Who's Really Causing Harm in LTC?
Part Thirteen of a Series on the Survey Process
by Steven Levenson, MD, CMD
To date, this series has considered the principal causes of some of the ongoing inadequacies in long-term care. This month's column covers a number of other less obvious contributors who either exploit or exacerbate these problems. Their actions often influence laws and regulations that perpetuate, but don't fix, nursing home care problems.
Politics & Accountability: Driving Forces
It is said that the road to hell is paved with good intentions. If so, then, unfortunately, long-term care provides a lot of the paving material.
Nursing home care has attracted considerable attention from concerned individuals, organizations, and public and private agencies. Numerous commissions and task forces have published investigative reports. Influential advocacy groups have intensely lobbied Congress and state legislatures to "do something" about poor nursing home care.

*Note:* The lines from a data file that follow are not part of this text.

use actix_session::Session;
use actix_web::cookie::Key;

use crate::utils::error::{AppError, AppResult};

/// Session key carrying the admin flag.
pub const ADMIN_FLAG: &str = "admin";

/// Gate for admin routes: passes only when the session flag is set.
pub fn require_admin(session: &Session) -> AppResult<()> {
    let logged_in = session
        .get::<bool>(ADMIN_FLAG)
        .map_err(|e| AppError::InternalError(format!("failed to read session: {e}")))?
        .unwrap_or(false);

    if logged_in {
        Ok(())
    } else {
        Err(AppError::NotLoggedIn)
    }
}

pub fn is_logged_in(session: &Session) -> bool {
    matches!(session.get::<bool>(ADMIN_FLAG), Ok(Some(true)))
}

/// Builds the cookie-signing key from the configured secret.
///
/// `Key::from` needs at least 64 bytes, so a shorter secret is repeated until
/// it is long enough. Without a secret a fresh key is generated, which
/// invalidates all sessions on restart.
pub fn session_key(secret: Option<&str>) -> Key {
    match secret {
        Some(s) if !s.is_empty() => {
            let mut bytes = s.as_bytes().to_vec();
            while bytes.len() < 64 {
                bytes.extend_from_slice(s.as_bytes());
            }
            Key::from(&bytes)
        }
        _ => {
            log::warn!("SESSION_SECRET not set, generating a volatile session key");
            Key::generate()
        }
    }
}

But good intentions can lead to poor public policy. Knowing that there's a problem and wanting to fix it does not mean knowing how to identify the causes or the solutions. Much of the public debate about the nursing home "problem" has come under the sway of those who promote an erroneous "conventional wisdom."
Diverse external forces influence long-term care (see box, right). They range from the genuinely concerned and knowledgeable to those who simply exploit a bad situation for their own gain.
Legislative & Regulatory Forces
Public accountability with respect to the provision of nursing home care is essential, both because of LTC practitioners' duty to the frail elderly and because considerable public money is spent on long-term care. However, efforts at accountability--including many laws and regulations that are necessary and pertinent--have failed to significantly improve long-term care beyond a point.
In the 1980s, Congress responded to well-founded concerns about nursing home care with the landmark OBRA '87 legislation. But they only did a partial job. Although the law was well-intended, it contained serious misconceptions and defects that have heavily influenced the ensuing regulations (see Caring Survey series articles August 2001 through May 2002). When the anticipated improvement didn't follow, Congress demanded additional adjustments of the existing regulations. Not surprisingly, those haven't helped appreciably, either.
Even members of Congress have noted how federal legislation often complicates issues by replacing one overblown reaction with its opposite. "We just keep shooting ourselves in the foot...what's amazing is how quickly we reload ("Feuding Politicians often Bring Haste and Waste to Legislation"; Baltimore Sun, May 14, 2000).
An example is the obsession of some state and federal legislators with psychoactive medications and "chemical restraints." Indeed, adverse drug reactions--including those that affect the central nervous system--are still a huge problem. But the issue of problematic behavior and its treatment continues to be misunderstood both inside and outside of nursing homes.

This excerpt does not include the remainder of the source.